Chewing-gums sans sucre au xylitol : bon contre nos caries, mais toxique pour les chiens

par Vincent Dedet

Le xylitol est largement utilisé comme édulcorant dans les chewing-gums sans sucre, y compris pour ses propriétés antimicrobiennes. La consommation accidentelle de ces chewing-gums par des chiens est toutefois source d'intoxications : c'est la seule espèce pour laquelle le xylitol est toxique à faible dose (cliché DR).
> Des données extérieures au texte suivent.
//! Dataset exploration statistics
//!
//! Record counts, patient column names, a few sample rows and a summary of the
//! age distribution, printed before cleaning so the raw extract can be judged.

use crate::models::PatientRecord;
use serde::Serialize;
use std::fmt;

/// Number of sample patients shown in the overview
pub const SAMPLE_ROWS: usize = 3;

/// Descriptive statistics of patient ages
#[derive(Debug, Clone, Copy, PartialEq, Serialize)]
pub struct AgeStatistics {
    pub count: usize,
    pub mean: f64,
    /// Sample standard deviation; `NaN` with fewer than two values
    pub std: f64,
    pub min: f64,
    pub q25: f64,
    pub median: f64,
    pub q75: f64,
    pub max: f64,
}

impl AgeStatistics {
    /// Compute statistics over the known ages; `None` when there are none
    #[must_use]
    pub fn from_ages(ages: impl IntoIterator<Item = i32>) -> Option<Self> {
        let mut values: Vec<f64> = ages.into_iter().map(f64::from).collect();
        if values.is_empty() {
            return None;
        }
        values.sort_by(f64::total_cmp);

        let count = values.len();
        let mean = values.iter().sum::<f64>() / count as f64;
        let std = if count > 1 {
            let variance =
                values.iter().map(|v| (v - mean).powi(2)).sum::<f64>() / (count - 1) as f64;
            variance.sqrt()
        } else {
            f64::NAN
        };

        Some(Self {
            count,
            mean,
            std,
            min: values[0],
            q25: quantile(&values, 0.25),
            median: quantile(&values, 0.5),
            q75: quantile(&values, 0.75),
            max: values[count - 1],
        })
    }
}

impl fmt::Display for AgeStatistics {
    fn fmt(&self, f: &mut fmt::Formatter<'_>) -> fmt::Result {
        writeln!(f, "  count  {:>8}", self.count)?;
        writeln!(f, "  mean   {:>8.2}", self.mean)?;
        writeln!(f, "  std    {:>8.2}", self.std)?;
        writeln!(f, "  min    {:>8.2}", self.min)?;
        writeln!(f, "  25%    {:>8.2}", self.q25)?;
        writeln!(f, "  50%    {:>8.2}", self.median)?;
        writeln!(f, "  75%    {:>8.2}", self.q75)?;
        write!(f, "  max    {:>8.2}", self.max)
    }
}

/// Linear-interpolated quantile of sorted, non-empty values
fn quantile(sorted: &[f64], q: f64) -> f64 {
    let position = q * (sorted.len() - 1) as f64;
    let lower = position.floor() as usize;
    let upper = position.ceil() as usize;
    let fraction = position - lower as f64;
    sorted[lower] + (sorted[upper] - sorted[lower]) * fraction
}

/// Overview of the four loaded tables
#[derive(Debug, Clone, Serialize)]
pub struct DatasetOverview {
    pub patient_count: usize,
    pub visit_count: usize,
    pub screening_count: usize,
    pub lab_result_count: usize,
    pub patient_columns: Vec<String>,
    pub sample_patients: Vec<PatientRecord>,
    pub age_statistics: Option<AgeStatistics>,
}

impl DatasetOverview {
    #[must_use]
    pub fn new(
        patients: &[PatientRecord],
        patient_columns: Vec<String>,
        visit_count: usize,
        screening_count: usize,
        lab_result_count: usize,
    ) -> Self {
        Self {
            patient_count: patients.len(),
            visit_count,
            screening_count,
            lab_result_count,
            patient_columns,
            sample_patients: patients.iter().take(SAMPLE_ROWS).cloned().collect(),
            age_statistics: AgeStatistics::from_ages(patients.iter().filter_map(|p| p.age)),
        }
    }
}

impl fmt::Display for DatasetOverview {
    fn fmt(&self, f: &mut fmt::Formatter<'_>) -> fmt::Result {
        writeln!(f, "Number of patients: {}", self.patient_count)?;
        writeln!(f, "Number of visits: {}", self.visit_count)?;
        writeln!(f, "Number of screening records: {}", self.screening_count)?;
        writeln!(f, "Number of lab results: {}", self.lab_result_count)?;

        writeln!(f, "\nPatients Dataset:")?;
        for patient in &self.sample_patients {
            writeln!(
                f,
                "  {} | {} {} | age {} | {} | {} | {}",
                patient.patient_id.as_deref().unwrap_or("<missing>"),
                patient.first_name.as_deref().unwrap_or(""),
                patient.last_name.as_deref().unwrap_or(""),
                patient.age.map_or_else(|| "?".to_string(), |a| a.to_string()),
                patient.sex.as_ref().map_or("?", |s| s.code()),
                patient.phone.as_deref().unwrap_or("-"),
                patient.email.as_deref().unwrap_or("-"),
            )?;
        }

        writeln!(f, "\nColumn names in patients dataset:")?;
        writeln!(f, "  {}", self.patient_columns.join(", "))?;

        writeln!(f, "\nPatient age statistics:")?;
        match &self.age_statistics {
            Some(stats) => write!(f, "{stats}"),
            None => write!(f, "  no ages recorded"),
        }
    }
}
Le xylitol a le même pouvoir sucrant que le saccharose, mais le tiers de sa valeur calorique, et il est absorbé lentement chez l’Homme. Mais son absorption est plus rapide chez le chien, et provoque un pic insulinémique pouvant s’accompagner d’hypoglycémie ou d’insuffisance hépatique. La consommation accidentelle de produits “humains” est à l’origine des intoxications canines.

 
Le xylitol est largement utilisé comme édulcorant dans les chewing-gums sans sucre, y compris pour ses propriétés antimicrobiennes. La consommation accidentelle de ces chewing-gums par des chiens est toutefois source d'intoxications : c'est la seule espèce pour laquelle le xylitol est toxique à faible dose (cliché DR).
 

« Le xylitol, cet édulcorant que l’on trouve dans la plupart des chewing-gums sans sucre et de nombreux autres produits, est 100 fois plus toxique pour les chiens que le chocolat au lait », entame emphatiquement un article du Wall Street Journal du 2 novembre dernier relayé par Promed et consacré à cette cause d’un nombre croissant d’intoxications canines. En Amérique du Nord surtout, même si quelques cas sont décrits en Europe.

2 800 appels

La ligne téléphonique mise en place par le centre antipoison américain a reçu 300 appels pour suspicion d’intoxication au xylitol en 2009… Pour les 10 premiers mois de 2015, il y en a eu 2 800, selon cet article. En France, le CNITV a « recensé quelques cas d’intoxication à partir des aliments, essentiellement les chewing-gums, l’utilisation alimentaire du xylitol sous d’autres formes étant assez marginale en France. Les cas sont encore peu nombreux, probablement en partie du fait que cette intoxication est actuellement méconnue ».

Vengeance

Le scénario de l’intoxication est fréquemment le même : le chien, laissé seul à la maison, s’est vengé sur un paquet de chewing-gums sans sucre. Le xylitol y remplace non seulement le sucre, mais y est aussi incorporé pour ses propriétés antibactériennes, permettant à ces produits d’alléguer une action de protection dentaire à partir de 5 à 10 g/j (il est aussi présent dans des dentifrices, bains de bouche, etc.). Aux USA, certaines marques de chewing-gums contiennent des quantités élevées de xylitol ; une marque (non commercialisée en France) est en particulier citée comme à l’origine des intoxications les plus sévères car chaque chewing-gum contient jusque 3 g par “dragée” et un paquet peut contenir 40 dragées.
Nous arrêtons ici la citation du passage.